FDA Approves Zoll's LifeVest Defibrillator for Children at Risk for Sudden Cardiac Arrest

December 22, 2015—The US Food and Drug Administration (FDA) announced last week that it approved a new indication for the LifeVest wearable cardioverter defibrillator (Zoll Manufacturing Corporation). The LifeVest is approved for certain children who are at risk for sudden cardiac arrest, but who are not candidates for an implantable defibrillator because of certain medical conditions or lack of parental consent.

According to the FDA, although many automated external defibrillators (which require a second person to operate them) have been cleared for use in children, LifeVest is the only one worn by the patient and monitors the heart continuously for arrhythmias. LifeVest responds automatically if it senses the need to deliver a shock, restoring a life-sustaining heartbeat.

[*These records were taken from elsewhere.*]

pub mod collection;
pub mod library;

pub use collection::Collection;
pub use library::Library;
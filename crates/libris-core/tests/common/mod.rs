use libris_core::{Book, Library, MemoryRepository};

/// Library over a fresh in-memory repository
#[allow(dead_code)]
pub fn empty_library() -> Library<MemoryRepository> {
    Library::open(MemoryRepository::new())
}

/// Library preloaded with the given books
#[allow(dead_code)]
pub fn library_with(books: Vec<Book>) -> Library<MemoryRepository> {
    Library::open(MemoryRepository::with_books(books))
}

#[allow(dead_code)]
pub fn dune() -> Book {
    Book::new("Dune", "Herbert", "1965", "Sci-Fi", false)
}

#[allow(dead_code)]
pub fn moby_dick() -> Book {
    Book::new("Moby Dick", "Herman Melville", "1851", "Adventure", true)
}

The device weighs less than two pounds and consists of two main components: an electrode belt and garment that surround the patient’s chest, and a monitor that the patient wears around their waist. This device is intended only for children who weigh at least 41 pounds and have a chest size of 26 inches or more, which is approximately the size of an average 8-year-old child.

The device was first approved in 2001 for patients 18 years of age and older. Later models of the device were approved for patients 18 years of age and older in 2002, 2006, and 2009.

The new pediatric approval was based on published studies and a company registry containing clinical information from 248 patients, ages 3 to 17 years, at risk for sudden cardiac arrest. The FDA stated that no additional safety concerns were identified, and four patients who experienced sudden cardiac arrest received a shock that successfully restored a life-sustaining heartbeat.